Thanks to Alexa Pan, Addie Foote, Anders Woodruff, Aniket Chakravorty, and Joe Kwon for feedback and discussions.

AI is being rapidly adopted, and people are already believing the AIs

You might think AI won’t be adopted and so it won’t even have the opportunity to persuade people. I think this is unlikely. Consider what has already happened.

In January 2026, Defense Secretary Pete Hegseth announced that Grok will join Google's generative AI in operating inside the Pentagon network, with plans to "make all appropriate data" from military IT systems available for "AI exploitation." "Very soon," he said, "we will have the world's leading AI models on every unclassified and classified network throughout our department." Large fractions of staffers utilize AI assistants to summarize bills, identify contradictions, and prepare for debates. Two days ago, Rob Ashton—a Canadian NDP leadership candidate running on a pro-worker, anti-AI-job-displacement platform—was caught using ChatGPT to answer constituent questions on Reddit (or potentially it was his staffers). A top US army general described how ‘Chat and I’ have become ‘really close lately’. The United States government launched a Tech Force, self-described as “an elite group of ~1,000 technology specialists hired by agencies to accelerate artificial intelligence (AI) implementation and solve the federal government's most critical technological challenges.”

The question is no longer whether the government will adopt AI but how quickly the adoption can proceed. And the adoption is well underway.

Not only are AIs being rapidly deployed, but they have enough capabilities and enough surface area with people to persuade them. Completely AI-generated posts on Reddit, such as those ‘whistleblowing’ the practices of a food delivery company, are going viral and fooling hundreds of thousands of people. Some people are being persuaded into chatbot psychosis. And initial studies indicate that AIs can match humans in persuasion (for instance, this meta-analysis concludes that AIs can match humans in performance and persuasion, though there is publication bias, of course).

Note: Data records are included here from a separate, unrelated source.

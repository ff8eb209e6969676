//! Purpose: Canonical table specification and the normalizer that produces it.
//! Exports: `TableSpec`, `TableSource`, `normalize`, well-known key names.
//! Role: Every accepted spec shape is resolved here, once, at the boundary.
//! Invariants: A `TableSpec` is validated on construction and immutable afterwards.
//! Invariants: Normalization is pure: no filesystem or network access.
//! Invariants: Unrecognised keys are carried to the backend untouched.

use std::path::{Path, PathBuf};

use serde::Serialize;
use serde::ser::{SerializeMap, Serializer};
use serde_json::{Map, Value};
use url::Url;

use crate::core::error::{Error, ErrorKind};
use crate::core::location::uri_scheme;
use crate::core::spec_text::{looks_structured, parse_spec_text};

pub const KEY_KIND: &str = "kind";
pub const KEY_TYPE: &str = "type";
pub const KEY_LOCATION: &str = "location";
pub const KEY_HEADERS: &str = "headers";
pub const KEY_WIDTHS: &str = "widths";

/// Declarative description of one table.
#[derive(Clone, Debug, PartialEq)]
pub struct TableSpec {
    kind: String,
    location: String,
    headers: Option<Vec<String>>,
    params: Map<String, Value>,
}

impl TableSpec {
    pub fn new(kind: impl Into<String>, location: impl Into<String>) -> Self {
        Self {
            kind: kind.into(),
            location: location.into(),
            headers: None,
            params: Map::new(),
        }
    }

    pub fn with_headers<I, S>(mut self, headers: I) -> Self
    where
        I: IntoIterator<Item = S>,
        S: Into<String>,
    {
        self.headers = Some(headers.into_iter().map(Into::into).collect());
        self
    }

    /// Adds a format-specific parameter. Reserved keys are routed to their fields.
    pub fn with_param(mut self, key: impl Into<String>, value: impl Into<Value>) -> Self {
        let key = key.into();
        let value = value.into();
        match key.as_str() {
            KEY_KIND | KEY_TYPE => {
                if let Value::String(kind) = value {
                    self.kind = kind;
                }
            }
            KEY_LOCATION => {
                if let Value::String(location) = value {
                    self.location = location;
                }
            }
            KEY_HEADERS => match value {
                Value::Null => self.headers = None,
                Value::Array(items) if items.iter().all(Value::is_string) => {
                    self.headers = Some(
                        items
                            .into_iter()
                            .filter_map(|item| item.as_str().map(str::to_string))
                            .collect(),
                    );
                }
                // Left in params so `validate` reports it.
                other => {
                    self.params.insert(key, other);
                }
            },
            _ => {
                self.params.insert(key, value);
            }
        }
        self
    }

    /// Builds a spec from a structured map, validating every well-known key.
    pub fn from_map(mut map: Map<String, Value>) -> Result<Self, Error> {
        let legacy_kind = map.remove(KEY_TYPE);
        let kind = match map.remove(KEY_KIND).or(legacy_kind) {
            Some(Value::String(kind)) => kind,
            Some(other) => return Err(invalid(format!("`kind` must be a string, got {other}"))),
            None => {
                return Err(invalid("spec is missing `kind`")
                    .with_hint("Add a format identifier, e.g. :kind delimited."));
            }
        };
        let location = match map.remove(KEY_LOCATION) {
            Some(Value::String(location)) => location,
            Some(other) => {
                return Err(invalid(format!("`location` must be a string, got {other}")));
            }
            None => return Err(invalid("spec is missing `location`")),
        };
        let headers = match map.remove(KEY_HEADERS) {
            None | Some(Value::Null) => None,
            Some(Value::Array(items)) => Some(
                items
                    .into_iter()
                    .map(|item| match item {
                        Value::String(header) => Ok(header),
                        other => Err(invalid(format!("header names must be strings, got {other}"))),
                    })
                    .collect::<Result<Vec<_>, _>>()?,
            ),
            Some(other) => return Err(invalid(format!("`headers` must be a list, got {other}"))),
        };

        let spec = Self {
            kind,
            location,
            headers,
            params: map,
        };
        spec.validate()?;
        Ok(spec)
    }

    pub fn validate(&self) -> Result<(), Error> {
        if self.kind.trim().is_empty() {
            return Err(invalid("`kind` must not be empty"));
        }
        if self.location.trim().is_empty() {
            return Err(invalid("`location` must not be empty"));
        }
        if self.params.contains_key(KEY_HEADERS) {
            return Err(invalid("`headers` must be a list of strings"));
        }
        if let Some(widths) = self.widths()? {
            if let Some(headers) = &self.headers {
                if headers.len() != widths.len() {
                    return Err(invalid(format!(
                        "{} widths declared for {} headers",
                        widths.len(),
                        headers.len()
                    )));
                }
            }
        }
        Ok(())
    }

    pub fn kind(&self) -> &str {
        &self.kind
    }

    pub fn location(&self) -> &str {
        &self.location
    }

    pub fn headers(&self) -> Option<&[String]> {
        self.headers.as_deref()
    }

    pub fn param(&self, key: &str) -> Option<&Value> {
        self.params.get(key)
    }

    pub fn params(&self) -> &Map<String, Value> {
        &self.params
    }

    /// Column widths, when the spec declares them.
    pub fn widths(&self) -> Result<Option<Vec<usize>>, Error> {
        let Some(value) = self.params.get(KEY_WIDTHS) else {
            return Ok(None);
        };
        let Value::Array(items) = value else {
            return Err(invalid(format!("`widths` must be a list, got {value}")));
        };
        items
            .iter()
            .map(|item| match item.as_u64() {
                Some(width) if width > 0 => usize::try_from(width)
                    .map_err(|_| invalid(format!("width {width} is too large"))),
                _ => Err(invalid(format!("widths must be positive integers, got {item}"))),
            })
            .collect::<Result<Vec<_>, _>>()
            .map(Some)
    }

    pub fn to_json(&self) -> Value {
        serde_json::to_value(self).unwrap_or(Value::Null)
    }
}

impl Serialize for TableSpec {
    fn serialize<S: Serializer>(&self, serializer: S) -> Result<S::Ok, S::Error> {
        let mut map = serializer.serialize_map(None)?;
        map.serialize_entry(KEY_KIND, &self.kind)?;
        map.serialize_entry(KEY_LOCATION, &self.location)?;
        if let Some(headers) = &self.headers {
            map.serialize_entry(KEY_HEADERS, headers)?;
        }
        for (key, value) in &self.params {
            map.serialize_entry(key, value)?;
        }
        map.end()
    }
}

/// Any of the shapes a caller may hand to the factory.
#[derive(Clone, Debug, PartialEq)]
pub enum TableSource {
    Spec(TableSpec),
    Map(Map<String, Value>),
    Text(String),
    Path(PathBuf),
    Uri(Url),
}

impl From<TableSpec> for TableSource {
    fn from(spec: TableSpec) -> Self {
        Self::Spec(spec)
    }
}

impl From<Map<String, Value>> for TableSource {
    fn from(map: Map<String, Value>) -> Self {
        Self::Map(map)
    }
}

impl From<&str> for TableSource {
    fn from(text: &str) -> Self {
        Self::Text(text.to_string())
    }
}

impl From<String> for TableSource {
    fn from(text: String) -> Self {
        Self::Text(text)
    }
}

impl From<&Path> for TableSource {
    fn from(path: &Path) -> Self {
        Self::Path(path.to_path_buf())
    }
}

impl From<PathBuf> for TableSource {
    fn from(path: PathBuf) -> Self {
        Self::Path(path)
    }
}

impl From<Url> for TableSource {
    fn from(url: Url) -> Self {
        Self::Uri(url)
    }
}

/// Canonicalizes `source`, giving bare locations `default_kind`.
pub fn normalize(source: TableSource, default_kind: &str) -> Result<TableSpec, Error> {
    let spec = match source {
        TableSource::Spec(spec) => {
            spec.validate()?;
            spec
        }
        TableSource::Map(map) => TableSpec::from_map(map)?,
        TableSource::Text(text) => normalize_text(&text, default_kind)?,
        TableSource::Path(path) => {
            let location = path.to_str().ok_or_else(|| {
                invalid("path is not valid UTF-8").with_path(path.clone())
            })?;
            bare_location(location, default_kind)?
        }
        TableSource::Uri(url) => bare_location(url.as_str(), default_kind)?,
    };
    tracing::debug!(kind = spec.kind(), location = spec.location(), "normalized table spec");
    Ok(spec)
}

fn normalize_text(text: &str, default_kind: &str) -> Result<TableSpec, Error> {
    if looks_structured(text) {
        let map = parse_spec_text(text)?;
        return TableSpec::from_map(map);
    }
    let location = text.trim();
    if location.chars().any(char::is_control) {
        return Err(invalid("location must not contain control characters"));
    }
    if uri_scheme(location).is_none() && location.contains("://") {
        return Err(invalid(format!("`{location}` is neither a spec nor a location")));
    }
    bare_location(location, default_kind)
}

fn bare_location(location: &str, default_kind: &str) -> Result<TableSpec, Error> {
    let spec = TableSpec::new(default_kind, location);
    spec.validate()?;
    Ok(spec)
}

fn invalid(message: impl Into<String>) -> Error {
    Error::new(ErrorKind::InvalidSpec).with_message(message)
}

Further, a lot of people are beginning to treat AI increasingly as an authority, even despite their knowledge that the AIs might be incorrect: the AIs are correct often enough for it to be useful to trust them. Some on Twitter and Bluesky deeply distrust LLMs, and opinions will likely split further, but a large majority will trust AIs as they become more useful (as I will touch on later).

I think by default, the public and politicians will continue to engage frequently with AIs. They will do so on their social media, knowingly or unknowingly, or in their workplaces, or on their personal AI chat interfaces. Those who valiantly try to maintain epistemic independence may make some progress, but will struggle: it will become harder to know if webpages, staff memos, the Tweet you are reading, or the YouTube video you are watching was entirely AI-generated or AI-influenced.

The politicians will be surrounded by AI. Their constituents will be even more so. Some interventions might slow this, but I struggle to imagine worlds where AIs don't interface with most people and eventually make decisions for them.

Humans believe what they are incentivized to, and the incentives will be to believe the AIs.

Civilians and people in government have been offloading, and will increasingly offload, much of their cognitive labor to AI. As long as the AIs are generally truthful, there will be strong incentives to trust what the AIs say, especially as the AIs prove increasingly useful. This is already happening in government, as I described in the last section.

Let break down the factors and incentives that shape what beliefs people have and how this interfaces with AIs^[1]:

How trustworthy and useful has the source of the information been in the past?
- This would be a primary advantage benefiting the AI. These powerful AIs will be one of their most competent advisors who have repeatedly given them useful information.
The beliefs of others around them
- The AI will be influencing the beliefs of others around them. Mass persuasion is harder without a shared memory system between multiple instances of the AI, but AIs could coordinate through shared documents.
The beliefs of authority
- AIs will be increasingly correct and powerful, becoming a strong source of authority that people rely on for truth. People around them will also treat the AI as an authority, and will be surprised when others disagree with the AI.
Amount of exposure to claims
- Repeated interaction gives AIs many chances to make claims. Others influenced by the AI may reinforce these claims.
Beliefs that would make them richer or more powerful
- It’s not fully clear that AIs always exploit this.
- AIs can frame requests as benefiting the human: 'This helps your constituents and your re-election.' This is easy and general-purpose.
Beliefs that fit their identity, existing beliefs, or provide comfort
- It seems like many AI persuasion attempts do not need to threaten the identity of the individuals or their existing beliefs by too much - the framing is flexible, and people can often comfortably fit new arguments into their existing beliefs.
- The AIs will know a lot about you and will be able to frame things in ways specifically designed for you.
Evidence
- AIs can selectively present supporting evidence while ignoring contrary evidence. If they wish to, they can also fake evidence convincingly, which is easier as humans verify less and less AI work.
- The AI will know what sorts of evidence are most compelling to you in the past.
General truth-seeking abilities
- This is the hardest to exploit. Active suspicion and effort to verify claims the AI makes can limit AI manipulation, but most government officials won’t do this. Civilians might, which could matter.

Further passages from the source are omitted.